WHAT TO WORK ON: Copy every line of the material exactly as it stands.
(SUPPLIED MATERIAL begins)
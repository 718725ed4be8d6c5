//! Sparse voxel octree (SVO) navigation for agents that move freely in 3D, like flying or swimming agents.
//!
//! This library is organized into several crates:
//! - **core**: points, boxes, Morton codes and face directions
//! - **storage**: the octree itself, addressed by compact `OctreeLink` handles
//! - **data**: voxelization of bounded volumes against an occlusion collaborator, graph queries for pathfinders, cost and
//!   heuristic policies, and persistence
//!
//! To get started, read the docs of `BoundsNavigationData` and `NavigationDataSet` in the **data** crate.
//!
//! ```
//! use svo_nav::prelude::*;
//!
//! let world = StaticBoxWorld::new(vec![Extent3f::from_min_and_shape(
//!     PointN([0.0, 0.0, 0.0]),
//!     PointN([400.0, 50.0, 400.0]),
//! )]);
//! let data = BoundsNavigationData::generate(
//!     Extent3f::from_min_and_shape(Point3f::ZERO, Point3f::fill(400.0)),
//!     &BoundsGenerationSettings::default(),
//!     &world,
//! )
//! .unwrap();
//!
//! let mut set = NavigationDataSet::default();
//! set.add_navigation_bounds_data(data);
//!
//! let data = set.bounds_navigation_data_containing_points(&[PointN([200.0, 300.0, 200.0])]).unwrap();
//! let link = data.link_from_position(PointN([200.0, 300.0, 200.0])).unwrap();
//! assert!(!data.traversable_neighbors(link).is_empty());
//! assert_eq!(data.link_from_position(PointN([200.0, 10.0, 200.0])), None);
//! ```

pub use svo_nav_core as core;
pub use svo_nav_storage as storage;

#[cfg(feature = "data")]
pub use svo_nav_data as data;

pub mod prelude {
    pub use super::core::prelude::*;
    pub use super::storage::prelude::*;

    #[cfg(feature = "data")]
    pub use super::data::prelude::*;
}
(SUPPLIED MATERIAL ends)
SOLUTION TO THE PROBLEM:
repository 718725ed4be8d6c5
//! Sparse voxel octree (SVO) navigation for agents that move freely in 3D, like flying or swimming agents.
//!
//! This library is organized into several crates:
//! - **core**: points, boxes, Morton codes and face directions
//! - **storage**: the octree itself, addressed by compact `OctreeLink` handles
//! - **data**: voxelization of bounded volumes against an occlusion collaborator, graph queries for pathfinders, cost and
//!   heuristic policies, and persistence
//!
//! To get started, read the docs of `BoundsNavigationData` and `NavigationDataSet` in the **data** crate.
//!
//! ```
//! use svo_nav::prelude::*;
//!
//! let world = StaticBoxWorld::new(vec![Extent3f::from_min_and_shape(
//!     PointN([0.0, 0.0, 0.0]),
//!     PointN([400.0, 50.0, 400.0]),
//! )]);
//! let data = BoundsNavigationData::generate(
//!     Extent3f::from_min_and_shape(Point3f::ZERO, Point3f::fill(400.0)),
//!     &BoundsGenerationSettings::default(),
//!     &world,
//! )
//! .unwrap();
//!
//! let mut set = NavigationDataSet::default();
//! set.add_navigation_bounds_data(data);
//!
//! let data = set.bounds_navigation_data_containing_points(&[PointN([200.0, 300.0, 200.0])]).unwrap();
//! let link = data.link_from_position(PointN([200.0, 300.0, 200.0])).unwrap();
//! assert!(!data.traversable_neighbors(link).is_empty());
//! assert_eq!(data.link_from_position(PointN([200.0, 10.0, 200.0])), None);
//! ```

pub use svo_nav_core as core;
pub use svo_nav_storage as storage;

#[cfg(feature = "data")]
pub use svo_nav_data as data;

pub mod prelude {
    pub use super::core::prelude::*;
    pub use super::storage::prelude::*;

    #[cfg(feature = "data")]
    pub use super::data::prelude::*;
}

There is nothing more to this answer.